Cycle helmets are now used as a universal placebo in hospitals nationwide, shortening the recovery times for all patients regardless of their condition. Whilst the work has been widely welcomed, it has been a disaster for, who now have to issue a warning to visitors of their site that the contents may prevent their future use of the universal placebo treatment. Those who choose to continue reading the site are urged to carry a card stating that in the event of injury, use of the new universal placebo will no longer be effective.

Cat-6 Olympic Shocker
Earlier in the year, there was a great deal of surprise when the IOC unexpectedly recognised Cat-6 racing as a separate Olympic sport. The inaugural race taking place at the London 2012 games. As I'm sure most of you are aware, professional Cat-6 racing takes place on open streets and the winner does not merely cross the finish line first, but must be acceptably presentable for a working typical office environment. The sport attracted athletes from other cycling disciplines who were keen to be the first to win gold in the new event, in addition to enthusiastic amateurs including Mr Jim Davis from The Cycling Embassy of Great Britain. Whilst Mr Davis (who rode his Dutch bike during the event) crossed the finish line last, he was already dressed in a suit and didn't need to take a shower. To the shock of much of the world of professional cycling, he took home the gold medal. 

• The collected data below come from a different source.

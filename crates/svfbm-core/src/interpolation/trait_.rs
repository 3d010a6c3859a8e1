//! Interpolator trait for sampling values at continuous coordinates.

use burn::tensor::backend::Backend;
use burn::tensor::Tensor;

/// Interpolator trait for sampling values at continuous coordinates.
///
/// # Type Parameters
/// * `B` - The burn backend
pub trait Interpolator<B: Backend> {
    /// Interpolate values from a tensor at given continuous indices.
    ///
    /// # Arguments
    /// * `data` - Source tensor, slowest axis first (`[Z, Y, X]` or `[Y, X]`)
    /// * `indices` - Continuous indices `[Batch, D]` ordered `(x, y[, z])`
    ///
    /// # Returns
    /// Tensor of sampled values `[Batch]`
    fn interpolate<const D: usize>(&self, data: &Tensor<B, D>, indices: Tensor<B, 2>) -> Tensor<B, 1>;
}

In the months since the games, the recognition of Cat-6 racing as an Olympic sport and the result from the first race has had a profound result on the nation's Fred population. Many manufacturers were quick to respond, with Specialized producing an all-crabon roadster including crabon mudguards and chaincase and Endura produced a Cat-6 cycling suit which is designed to be indistinguishable from a regular £150 suit in every single characteristic (MSRP £350). Sturmey Archer announced that crabon-shell version of their popular AW hub will go on sale in early 2013, complete with all-titanium internals.

Trek was not so quick to respond, with their new Cat-6 Madone rumoured to just be a Batavus with 'Madone' written on in Tippex.